The problem:
What you give back must match the records below word for word.

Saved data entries
========

use std::fs;
use std::path::{Path, PathBuf};

use anyhow::{Context, Result};
use serde::{Deserialize, Serialize};
use tracing::{debug, info};

use crate::model::Model;
use crate::types::{DataType, Layout};

/// A model file found under the models directory.
#[derive(Debug, Clone, PartialEq, Eq, Serialize, Deserialize)]
pub struct ModelEntry {
    pub name: String,
    /// Path relative to the models directory, `/`-separated.
    pub relative_path: String,
    pub channel: usize,
    pub data_type: DataType,
    pub layout: Layout,
    /// `false` when the path did not encode channel/type/layout and defaults were assumed.
    pub formatted: bool,
}

impl ModelEntry {
    fn from_relative_path(relative_path: String) -> Self {
        let (model, formatted) = match Model::from_formatted_path(&relative_path) {
            Ok(model) => (model, true),
            Err(e) => {
                debug!(path = %relative_path, error = %e, "Model path is not formatted; using defaults");
                (Model::from_url(&relative_path), false)
            }
        };

        Self {
            name: model.name,
            relative_path,
            channel: model.channel,
            data_type: model.data_type,
            layout: model.layout,
            formatted,
        }
    }
}

pub struct ModelRegistry {
    models_dir: PathBuf,
    entries: Vec<ModelEntry>,
}

impl ModelRegistry {
    pub fn new(models_dir: PathBuf) -> Self {
        Self {
            models_dir,
            entries: Vec::new(),
        }
    }

    pub fn models_dir(&self) -> &Path {
        &self.models_dir
    }

    /// Walk the models directory and register every `.onnx` file not yet known.
    pub fn discover(&mut self) -> Result<()> {
        if !self.models_dir.exists() {
            return Ok(());
        }

        let mut found = Vec::new();
        collect_onnx_files(&self.models_dir, &self.models_dir, &mut found)?;
        found.sort();

        for relative_path in found {
            if self.entries.iter().any(|e| e.relative_path == relative_path) {
                continue;
            }
            let entry = ModelEntry::from_relative_path(relative_path);
            info!(
                name = %entry.name,
                path = %entry.relative_path,
                formatted = entry.formatted,
                "Discovered ONNX model"
            );
            self.entries.push(entry);
        }

        Ok(())
    }

    pub fn get(&self, name: &str) -> Option<&ModelEntry> {
        self.entries.iter().find(|e| e.name == name)
    }

    pub fn list(&self) -> &[ModelEntry] {
        &self.entries
    }

    pub fn model_path(&self, entry: &ModelEntry) -> PathBuf {
        self.models_dir.join(&entry.relative_path)
    }

    /// Resolve a registry name or a file path into a [`Model`] pointing at an absolute location.
    pub fn resolve(&self, name_or_path: &str) -> Result<Model> {
        if let Some(entry) = self.get(name_or_path) {
            let path = self.model_path(entry);
            return Ok(Model {
                name: entry.name.clone(),
                url: path.to_string_lossy().into_owned(),
                channel: entry.channel,
                data_type: entry.data_type,
                layout: entry.layout,
                tile_size: None,
            });
        }

        let path = Path::new(name_or_path);
        if !path.is_file() {
            anyhow::bail!(
                "Model '{name_or_path}' is neither a registered name nor an existing file under {}",
                self.models_dir.display()
            );
        }
        Ok(Model::from_formatted_path(name_or_path).unwrap_or_else(|_| Model::from_url(name_or_path)))
    }

    pub fn to_json(&self) -> Result<String> {
        serde_json::to_string_pretty(&self.entries).context("Failed to serialize model list")
    }
}

fn collect_onnx_files(root: &Path, dir: &Path, found: &mut Vec<String>) -> Result<()> {
    let read_dir =
        fs::read_dir(dir).with_context(|| format!("Failed to read models directory: {}", dir.display()))?;

    for entry in read_dir {
        let path = entry?.path();
        if path.is_dir() {
            collect_onnx_files(root, &path, found)?;
            continue;
        }

        let is_onnx = path
            .extension()
            .map(|ext| ext.eq_ignore_ascii_case("onnx"))
            .unwrap_or(false);
        if !is_onnx {
            continue;
        }

        let Ok(relative) = path.strip_prefix(root) else {
            continue;
        };
        let relative = relative
            .components()
            .map(|c| c.as_os_str().to_string_lossy())
            .collect::<Vec<_>>()
            .join("/");
        found.push(relative);
    }

    Ok(())
}

#[cfg(test)]
mod tests {
    use super::*;

    fn touch(root: &Path, relative: &str) {
        let path = root.join(relative);
        fs::create_dir_all(path.parent().expect("parent")).unwrap();
        fs::write(path, b"onnx").unwrap();
    }

    #[test]
    fn test_discover_formatted_and_plain_models() {
        let dir = tempfile::tempdir().unwrap();
        touch(dir.path(), "3/float16/NHWC/anime-x2.onnx");
        touch(dir.path(), "plain.onnx");
        touch(dir.path(), "notes/readme.txt");

        let mut reg = ModelRegistry::new(dir.path().to_path_buf());
        reg.discover().unwrap();
        assert_eq!(reg.list().len(), 2);

        let anime = reg.get("anime-x2").unwrap();
        assert!(anime.formatted);
        assert_eq!(anime.data_type, DataType::Float16);
        assert_eq!(anime.layout, Layout::NHWC);
        assert_eq!(anime.relative_path, "3/float16/NHWC/anime-x2.onnx");

        let plain = reg.get("plain").unwrap();
        assert!(!plain.formatted);
        assert_eq!(plain.channel, 3);
        assert_eq!(plain.data_type, DataType::Float32);
        assert_eq!(plain.layout, Layout::NCHW);
    }

    #[test]
    fn test_discover_twice_keeps_entries_unique() {
        let dir = tempfile::tempdir().unwrap();
        touch(dir.path(), "a.onnx");
        let mut reg = ModelRegistry::new(dir.path().to_path_buf());
        reg.discover().unwrap();
        reg.discover().unwrap();
        assert_eq!(reg.list().len(), 1);
    }

    #[test]
    fn test_discover_nonexistent_dir() {
        let dir = tempfile::tempdir().unwrap();
        let mut reg = ModelRegistry::new(dir.path().join("missing"));
        reg.discover().unwrap();
        assert!(reg.list().is_empty());
    }

    #[test]
    fn test_resolve_by_name_and_path() {
        let dir = tempfile::tempdir().unwrap();
        touch(dir.path(), "4/uint8/NCHW/rgba.onnx");
        let mut reg = ModelRegistry::new(dir.path().to_path_buf());
        reg.discover().unwrap();

        let model = reg.resolve("rgba").unwrap();
        assert_eq!(model.channel, 4);
        assert_eq!(model.data_type, DataType::Uint8);
        assert!(Path::new(&model.url).is_file());

        let by_path = dir.path().join("4/uint8/NCHW/rgba.onnx");
        let model = reg.resolve(by_path.to_str().unwrap()).unwrap();
        assert_eq!(model.name, "rgba");

        assert!(reg.resolve("nope").is_err());
    }

    #[test]
    fn test_to_json_lists_entries() {
        let dir = tempfile::tempdir().unwrap();
        touch(dir.path(), "3/float32/NCHW/x4.onnx");
        let mut reg = ModelRegistry::new(dir.path().to_path_buf());
        reg.discover().unwrap();

        let json = reg.to_json().unwrap();
        let parsed: Vec<ModelEntry> = serde_json::from_str(&json).unwrap();
        assert_eq!(parsed, reg.list());
    }
}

========

Task solution:
use std::fs;
use std::path::{Path, PathBuf};

use anyhow::{Context, Result};
use serde::{Deserialize, Serialize};
use tracing::{debug, info};

use crate::model::Model;
use crate::types::{DataType, Layout};

/// A model file found under the models directory.
#[derive(Debug, Clone, PartialEq, Eq, Serialize, Deserialize)]
pub struct ModelEntry {
    pub name: String,
    /// Path relative to the models directory, `/`-separated.
    pub relative_path: String,
    pub channel: usize,
    pub data_type: DataType,
    pub layout: Layout,
    /// `false` when the path did not encode channel/type/layout and defaults were assumed.
    pub formatted: bool,
}

impl ModelEntry {
    fn from_relative_path(relative_path: String) -> Self {
        let (model, formatted) = match Model::from_formatted_path(&relative_path) {
            Ok(model) => (model, true),
            Err(e) => {
                debug!(path = %relative_path, error = %e, "Model path is not formatted; using defaults");
                (Model::from_url(&relative_path), false)
            }
        };

        Self {
            name: model.name,
            relative_path,
            channel: model.channel,
            data_type: model.data_type,
            layout: model.layout,
            formatted,
        }
    }
}

pub struct ModelRegistry {
    models_dir: PathBuf,
    entries: Vec<ModelEntry>,
}

impl ModelRegistry {
    pub fn new(models_dir: PathBuf) -> Self {
        Self {
            models_dir,
            entries: Vec::new(),
        }
    }

    pub fn models_dir(&self) -> &Path {
        &self.models_dir
    }

    /// Walk the models directory and register every `.onnx` file not yet known.
    pub fn discover(&mut self) -> Result<()> {
        if !self.models_dir.exists() {
            return Ok(());
        }

        let mut found = Vec::new();
        collect_onnx_files(&self.models_dir, &self.models_dir, &mut found)?;
        found.sort();

        for relative_path in found {
            if self.entries.iter().any(|e| e.relative_path == relative_path) {
                continue;
            }
            let entry = ModelEntry::from_relative_path(relative_path);
            info!(
                name = %entry.name,
                path = %entry.relative_path,
                formatted = entry.formatted,
                "Discovered ONNX model"
            );
            self.entries.push(entry);
        }

        Ok(())
    }

    pub fn get(&self, name: &str) -> Option<&ModelEntry> {
        self.entries.iter().find(|e| e.name == name)
    }

    pub fn list(&self) -> &[ModelEntry] {
        &self.entries
    }

    pub fn model_path(&self, entry: &ModelEntry) -> PathBuf {
        self.models_dir.join(&entry.relative_path)
    }

    /// Resolve a registry name or a file path into a [`Model`] pointing at an absolute location.
    pub fn resolve(&self, name_or_path: &str) -> Result<Model> {
        if let Some(entry) = self.get(name_or_path) {
            let path = self.model_path(entry);
            return Ok(Model {
                name: entry.name.clone(),
                url: path.to_string_lossy().into_owned(),
                channel: entry.channel,
                data_type: entry.data_type,
                layout: entry.layout,
                tile_size: None,
            });
        }

        let path = Path::new(name_or_path);
        if !path.is_file() {
            anyhow::bail!(
                "Model '{name_or_path}' is neither a registered name nor an existing file under {}",
                self.models_dir.display()
            );
        }
        Ok(Model::from_formatted_path(name_or_path).unwrap_or_else(|_| Model::from_url(name_or_path)))
    }

    pub fn to_json(&self) -> Result<String> {
        serde_json::to_string_pretty(&self.entries).context("Failed to serialize model list")
    }
}

fn collect_onnx_files(root: &Path, dir: &Path, found: &mut Vec<String>) -> Result<()> {
    let read_dir =
        fs::read_dir(dir).with_context(|| format!("Failed to read models directory: {}", dir.display()))?;

    for entry in read_dir {
        let path = entry?.path();
        if path.is_dir() {
            collect_onnx_files(root, &path, found)?;
            continue;
        }

        let is_onnx = path
            .extension()
            .map(|ext| ext.eq_ignore_ascii_case("onnx"))
            .unwrap_or(false);
        if !is_onnx {
            continue;
        }

        let Ok(relative) = path.strip_prefix(root) else {
            continue;
        };
        let relative = relative
            .components()
            .map(|c| c.as_os_str().to_string_lossy())
            .collect::<Vec<_>>()
            .join("/");
        found.push(relative);
    }

    Ok(())
}

#[cfg(test)]
mod tests {
    use super::*;

    fn touch(root: &Path, relative: &str) {
        let path = root.join(relative);
        fs::create_dir_all(path.parent().expect("parent")).unwrap();
        fs::write(path, b"onnx").unwrap();
    }

    #[test]
    fn test_discover_formatted_and_plain_models() {
        let dir = tempfile::tempdir().unwrap();
        touch(dir.path(), "3/float16/NHWC/anime-x2.onnx");
        touch(dir.path(), "plain.onnx");
        touch(dir.path(), "notes/readme.txt");

        let mut reg = ModelRegistry::new(dir.path().to_path_buf());
        reg.discover().unwrap();
        assert_eq!(reg.list().len(), 2);

        let anime = reg.get("anime-x2").unwrap();
        assert!(anime.formatted);
        assert_eq!(anime.data_type, DataType::Float16);
        assert_eq!(anime.layout, Layout::NHWC);
        assert_eq!(anime.relative_path, "3/float16/NHWC/anime-x2.onnx");

        let plain = reg.get("plain").unwrap();
        assert!(!plain.formatted);
        assert_eq!(plain.channel, 3);
        assert_eq!(plain.data_type, DataType::Float32);
        assert_eq!(plain.layout, Layout::NCHW);
    }

    #[test]
    fn test_discover_twice_keeps_entries_unique() {
        let dir = tempfile::tempdir().unwrap();
        touch(dir.path(), "a.onnx");
        let mut reg = ModelRegistry::new(dir.path().to_path_buf());
        reg.discover().unwrap();
        reg.discover().unwrap();
        assert_eq!(reg.list().len(), 1);
    }

    #[test]
    fn test_discover_nonexistent_dir() {
        let dir = tempfile::tempdir().unwrap();
        let mut reg = ModelRegistry::new(dir.path().join("missing"));
        reg.discover().unwrap();
        assert!(reg.list().is_empty());
    }

    #[test]
    fn test_resolve_by_name_and_path() {
        let dir = tempfile::tempdir().unwrap();
        touch(dir.path(), "4/uint8/NCHW/rgba.onnx");
        let mut reg = ModelRegistry::new(dir.path().to_path_buf());
        reg.discover().unwrap();

        let model = reg.resolve("rgba").unwrap();
        assert_eq!(model.channel, 4);
        assert_eq!(model.data_type, DataType::Uint8);
        assert!(Path::new(&model.url).is_file());

        let by_path = dir.path().join("4/uint8/NCHW/rgba.onnx");
        let model = reg.resolve(by_path.to_str().unwrap()).unwrap();
        assert_eq!(model.name, "rgba");

        assert!(reg.resolve("nope").is_err());
    }

    #[test]
    fn test_to_json_lists_entries() {
        let dir = tempfile::tempdir().unwrap();
        touch(dir.path(), "3/float32/NCHW/x4.onnx");
        let mut reg = ModelRegistry::new(dir.path().to_path_buf());
        reg.discover().unwrap();

        let json = reg.to_json().unwrap();
        let parsed: Vec<ModelEntry> = serde_json::from_str(&json).unwrap();
        assert_eq!(parsed, reg.list());
    }
}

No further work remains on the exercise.